It was a few months after I turned sixteen when the golden day came. After a lifetime of anticipation, it finally happened —
I got my driver’s license.
And a car (shoutout to the ‘rents). I was free. Suddenly, I could go to my best friend’s house or meet the squad for ice cream anytime I wanted. I also didn’t have to wait for my parents to pick me up after school anymore. Talk about independence.
When I first started driving, I thought I was invincible. I would fly down the road in my little Toyota Camry, blasting music and feeling like the coolest kid around. I would swing into any parking spot, never doubting that I would be able to fit and make it out like a getaway driver.
This one got me into trouble.
One day after school, I hopped in my car with my Christmas pajamas (it was pajama day — the icing on the cake). I had pulled through, and was facing the car line for the parents. I thought there was surely enough space for my car to turn out of the spot and slide past the parents’ cars.
Only there wasn’t.
I misjudged my turn and scraped my car against my friend’s car. Not just a little scrape, either. I made it alllllllll the way down the left side of my car. Then, it dawned on me that my car was a little too close to hers. Somehow, I didn’t hear or feel a thing until that moment. It was a very graceful scrape.
I was about to call my friend and explain what had happened, when I saw her walk out of the school with a confused look on her face.
She was in for a surprise.
We examined the damage. Thankfully, her car wasn’t damaged at all (a miracle from above). My car, however, had a huge dent brushed with a million little black scrapes. It was quite the masterpiece, if you ask me.
When I drove home and explained what had happened to my parents, they were very forgiving. But, being that the damage would cost about two grand to fix, they decided it wasn’t smart to get it fixed.
Fast forward to the present (four years later), and I’m still driving my lovely Camry, dent and all.
For a while, I was really embarrassed by it. It was like driving around with a big label saying this girl does not know how to drive. Or park.
I tried to figure out ways to save up enough money to get it fixed, or get a new car. Every time I came up with a plan, I decided I would much rather use that money to go on a cool trip or something. Not that I’m very good at budgeting in the first place.
So, I let it go. I learned to embrace the imperfection.
For some reason, anytime I meet someone new, my car dent story is often one of the first stories I tell them. I figure they’re going to find out at some point, so I should probably prepare them.
If I forget to prepare them, it’s an excellent conversation starter when I roll up.
You know what? I’ve learned that people love that story.
It shows that I’m human. I’m broken. I make mistakes.
I tend to think people will like me better if they think I’m perfect. I try to make sure my hair isn’t too frizzy and my clothes are in style. I try to get perfect grades, do lots of cool things, volunteer, always say the right things, and get lots of likes on Instagram.
I end up living like I’m walking on a tight rope. And I fall off a lot.

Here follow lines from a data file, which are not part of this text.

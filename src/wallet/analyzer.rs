//! Wallet behaviour analysis.
//!
//! Builds the per-token wallet population view (categories, entry ranks,
//! trust rollups, order-flow patterns) and the per-wallet smart-money and
//! sniper heuristics.

use chrono::{Duration as ChronoDuration, Utc};
use std::sync::Arc;
use tracing::{debug, info, warn};

use crate::config::WalletIntelligenceConfig;
use crate::error::OracleError;
use crate::gateway::{MarketGateway, TraderActivity};
use crate::trust::TrustNetwork;
use crate::types::{
    AnalysisTrustMetrics, ProfileHolding, TradePatterns, WalletAnalysis, WalletCategories,
    WalletDetail, WalletProfile,
};

/// First entrants examined for the early-trusted ratio.
const EARLY_ENTRANT_SAMPLE: usize = 10;
/// Lookback for smart-money buy activity, in hours.
const ACTIVITY_WINDOW_HOURS: i64 = 24;
/// Gateway-tagged snipers start at this heuristic score.
const SNIPER_TAG_BONUS: f64 = 60.0;
/// Weight of the fast-transaction ratio in the sniper heuristic.
const SNIPER_FAST_TX_WEIGHT: f64 = 40.0;
/// Gateway-tagged smart money adds this to the heuristic score.
const SMART_TAG_BONUS: f64 = 30.0;

/// Analyses wallets against the gateway and the trust network.
pub struct WalletAnalyzer {
    gateway: Arc<dyn MarketGateway>,
    trust: Arc<TrustNetwork>,
    config: WalletIntelligenceConfig,
}

impl WalletAnalyzer {
    pub fn new(
        gateway: Arc<dyn MarketGateway>,
        trust: Arc<TrustNetwork>,
        config: WalletIntelligenceConfig,
    ) -> Self {
        Self {
            gateway,
            trust,
            config,
        }
    }

    /// Full wallet-population analysis for a token.
    pub async fn analyze_token_wallets(
        &self,
        token_address: &str,
    ) -> Result<WalletAnalysis, OracleError> {
        debug!(token = token_address, "analyzing token wallets");

        let traders = self.gateway.all_token_traders(token_address).await?;

        let mut analysis = WalletAnalysis {
            token_address: token_address.to_string(),
            timestamp: Some(Utc::now()),
            total_wallets: traders.len(),
            ..Default::default()
        };

        match self.gateway.token_wallet_tags_stat(token_address).await {
            Ok(tags) => {
                for dist in &tags.distributions {
                    match dist.tag.as_str() {
                        "smart_money" => analysis.wallet_categories.smart = dist.count,
                        "fresh_wallet" => analysis.wallet_categories.fresh = dist.count,
                        "sniper" => {
                            analysis.wallet_categories.sniper = dist.count;
                            analysis.sniper_count = dist.count;
                        }
                        "bluechip" => analysis.wallet_categories.bluechip = dist.count,
                        "bundler" => analysis.wallet_categories.bundler = dist.count,
                        "bot" => analysis.wallet_categories.bot = dist.count,
                        _ => {}
                    }
                }
            }
            Err(e) => {
                warn!(token = token_address, error = %e, "wallet tag stats unavailable");
            }
        }

        // Per-wallet details with trust scores and categories.
        let mut details = Vec::with_capacity(traders.len());
        for trader in &traders {
            let trust_score = self.trust.get_wallet_trust_score(&trader.address).await;
            let categories = self.categorize_wallet(trader, trust_score);
            let (buys, sells) = trade_split(trader);
            details.push(WalletDetail {
                address: trader.address.clone(),
                trust_score,
                categories,
                entry_rank: 0,
                entry_time: trader.first_trade.or(trader.last_trade),
                volume: trader.buy_volume + trader.sell_volume,
                buys,
                sells,
            });
        }

        // Earliest entrants first; ranks follow the sort.
        details.sort_by(|a, b| match (a.entry_time, b.entry_time) {
            (Some(x), Some(y)) => x.cmp(&y),
            (Some(_), None) => std::cmp::Ordering::Less,
            (None, Some(_)) => std::cmp::Ordering::Greater,
            (None, None) => std::cmp::Ordering::Equal,
        });
        for (rank, detail) in details.iter_mut().enumerate() {
            detail.entry_rank = rank + 1;
        }

        analysis.trust_metrics = self.trust_rollups(&traders, &details);
        analysis.trade_patterns = trade_patterns(&traders);
        if analysis.sniper_count == 0 {
            analysis.sniper_count = details
                .iter()
                .filter(|d| d.has_category("sniper"))
                .count();
        }
        if analysis.total_wallets > 0 {
            analysis.sniper_ratio = analysis.sniper_count as f64 / analysis.total_wallets as f64;
        }
        analysis.wallet_details = details;

        info!(
            token = token_address,
            total_wallets = analysis.total_wallets,
            smart_money_ratio = analysis.trust_metrics.smart_money_ratio,
            sniper_count = analysis.sniper_count,
            buy_sell_ratio = analysis.trade_patterns.buy_sell_ratio,
            "wallet analysis completed"
        );
        Ok(analysis)
    }

    fn trust_rollups(
        &self,
        traders: &[TraderActivity],
        details: &[WalletDetail],
    ) -> AnalysisTrustMetrics {
        let mut metrics = AnalysisTrustMetrics {
            total_wallets: details.len(),
            ..Default::default()
        };
        if details.is_empty() {
            return metrics;
        }

        let total: f64 = details.iter().map(|d| d.trust_score).sum();
        metrics.avg_trust_score = total / details.len() as f64;

        let smart_count = details
            .iter()
            .filter(|d| d.trust_score >= self.config.smart_threshold)
            .count();
        metrics.smart_money_count = smart_count;
        metrics.smart_money_ratio = smart_count as f64 / details.len() as f64;

        let early = &details[..details.len().min(EARLY_ENTRANT_SAMPLE)];
        let trusted_early = early
            .iter()
            .filter(|d| d.trust_score >= self.config.trust_threshold)
            .count();
        if !early.is_empty() {
            metrics.early_trusted_ratio = trusted_early as f64 / early.len() as f64;
        }

        // Share of recent buy volume carried by smart wallets.
        let cutoff = Utc::now() - ChronoDuration::hours(ACTIVITY_WINDOW_HOURS);
        let mut total_buy = 0.0;
        let mut smart_buy = 0.0;
        for trader in traders {
            if trader.last_trade.map_or(false, |t| t > cutoff) {
                total_buy += trader.buy_volume;
                let is_smart = details
                    .iter()
                    .any(|d| d.address == trader.address && d.trust_score >= self.config.smart_threshold);
                if is_smart {
                    smart_buy += trader.buy_volume;
                }
            }
        }
        if total_buy > 0.0 {
            metrics.smart_money_activity = smart_buy / total_buy * 100.0;
        }

        metrics
    }

    fn categorize_wallet(&self, trader: &TraderActivity, trust_score: f64) -> Vec<String> {
        let mut categories = Vec::new();
        if trust_score >= self.config.smart_threshold {
            categories.push("smart".to_string());
        }
        if trust_score >= self.config.trust_threshold {
            categories.push("trusted".to_string());
        }
        for tag in &trader.tags {
            let category = match tag.as_str() {
                "fresh_wallet" | "new" => "fresh",
                "sniper" => "sniper",
                "bundler" => "bundler",
                "bluechip" | "whale" => "bluechip",
                "bot" | "dex_bot" => "bot",
                _ => continue,
            };
            if !categories.iter().any(|c| c == category) {
                categories.push(category.to_string());
            }
        }
        categories
    }

    /// Full profile for one wallet, combining gateway data with the
    /// trust network.
    pub async fn wallet_profile(&self, wallet_address: &str) -> Result<WalletProfile, OracleError> {
        let info = self.gateway.wallet_info(wallet_address).await?;

        let mut profile = WalletProfile {
            address: wallet_address.to_string(),
            trust_score: self.trust.get_wallet_trust_score(wallet_address).await,
            tags: info.tags,
            ..Default::default()
        };

        match self.gateway.wallet_stat(wallet_address, "all").await {
            Ok(stat) => {
                profile.total_transactions = stat.total_trades;
                if stat.total_trades > 0 {
                    profile.win_rate = stat.winning_trades as f64 / stat.total_trades as f64;
                    profile.avg_profit_per_trade = stat.total_profit / stat.total_trades as f64;
                }
                profile.fast_tx_ratio = stat.fast_tx_ratio;
            }
            Err(e) => {
                warn!(wallet = wallet_address, error = %e, "wallet stats unavailable");
            }
        }

        match self.gateway.all_wallet_holdings(wallet_address).await {
            Ok(holdings) => {
                profile.holdings = holdings
                    .into_iter()
                    .map(|h| ProfileHolding {
                        token_address: h.token_address,
                        token_symbol: h.token_symbol,
                        balance: h.amount,
                        usd_value: h.usd_value,
                        unrealized_profit: 0.0,
                    })
                    .collect();
            }
            Err(e) => {
                warn!(wallet = wallet_address, error = %e, "wallet holdings unavailable");
            }
        }

        Ok(profile)
    }

    /// Sniper heuristic: gateway tag plus fast-entry behaviour.
    pub async fn is_sniper_wallet(
        &self,
        wallet_address: &str,
    ) -> Result<(bool, f64), OracleError> {
        let profile = self.wallet_profile(wallet_address).await?;
        Ok(self.sniper_score(&profile))
    }

    pub(crate) fn sniper_score(&self, profile: &WalletProfile) -> (bool, f64) {
        let mut score = 0.0;
        if profile.tags.iter().any(|t| t == "sniper") {
            score += SNIPER_TAG_BONUS;
        }
        score += profile.fast_tx_ratio * SNIPER_FAST_TX_WEIGHT;
        let score = score.min(100.0);
        (score >= self.config.sniper_threshold, score)
    }

    /// Smart-money heuristic: win rate above coin-flip, trust above the
    /// trusted floor, and the gateway's own smart-money tag.
    pub async fn is_smart_money_wallet(
        &self,
        wallet_address: &str,
    ) -> Result<(bool, f64), OracleError> {
        let profile = self.wallet_profile(wallet_address).await?;
        Ok(self.smart_money_score(&profile))
    }

    pub(crate) fn smart_money_score(&self, profile: &WalletProfile) -> (bool, f64) {
        let mut score = 100.0 * (profile.win_rate - 0.5).max(0.0);
        score += 0.5 * (profile.trust_score - self.config.trust_threshold).max(0.0);
        if profile
            .tags
            .iter()
            .any(|t| t == "smart" || t == "smart_money")
        {
            score += SMART_TAG_BONUS;
        }
        let score = score.min(100.0);
        (score >= self.config.smart_threshold, score)
    }
}

fn trade_split(trader: &TraderActivity) -> (i64, i64) {
    if trader.buy_count > 0 || trader.sell_count > 0 {
        (trader.buy_count, trader.sell_count)
    } else {
        // Gateway gave no per-side counts: split evenly.
        (trader.trade_count / 2, trader.trade_count / 2)
    }
}

fn trade_patterns(traders: &[TraderActivity]) -> TradePatterns {
    let mut patterns = TradePatterns::default();
    for trader in traders {
        let (buys, sells) = trade_split(trader);
        patterns.buy_orders += buys;
        patterns.sell_orders += sells;
    }
    if patterns.sell_orders > 0 {
        patterns.buy_sell_ratio = patterns.buy_orders as f64 / patterns.sell_orders as f64;
    }
    patterns
}

/// Category share view used by holder-quality reports.
pub(crate) fn category_distribution(
    categories: &WalletCategories,
    total: usize,
) -> std::collections::HashMap<String, f64> {
    let mut distribution = std::collections::HashMap::new();
    if total == 0 {
        return distribution;
    }
    let total = total as f64;
    distribution.insert("smart".to_string(), categories.smart as f64 / total);
    distribution.insert("trusted".to_string(), categories.trusted as f64 / total);
    distribution.insert("fresh".to_string(), categories.fresh as f64 / total);
    distribution.insert("bot".to_string(), categories.bot as f64 / total);
    distribution.insert("sniper".to_string(), categories.sniper as f64 / total);
    distribution.insert("bluechip".to_string(), categories.bluechip as f64 / total);
    distribution
}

In reality, people don’t like that girl as much as the real me. The real me who is always running late, has an offbeat sense of humor, and can’t remember if she wore the same t-shirt the last time she saw you. The real me who gets cranky when she doesn’t get enough sleep and sometimes can’t stop laughing about something that happened months ago. In the middle of class.
The real me who has a very dented car.
I’ve also learned that the Lord likes the real me the best.
He can’t use me when I’m not being real with Him. He can’t be close to me when I’m putting on a show. He just wants me to be real. Only then can He help me fix the messes I make.
He loves to hear our stories of brokenness, because those are the stories that reveal our weakness and magnify His strength.
Don’t be afraid to talk about your dents.
I’m willing to bet they’d make the best stories.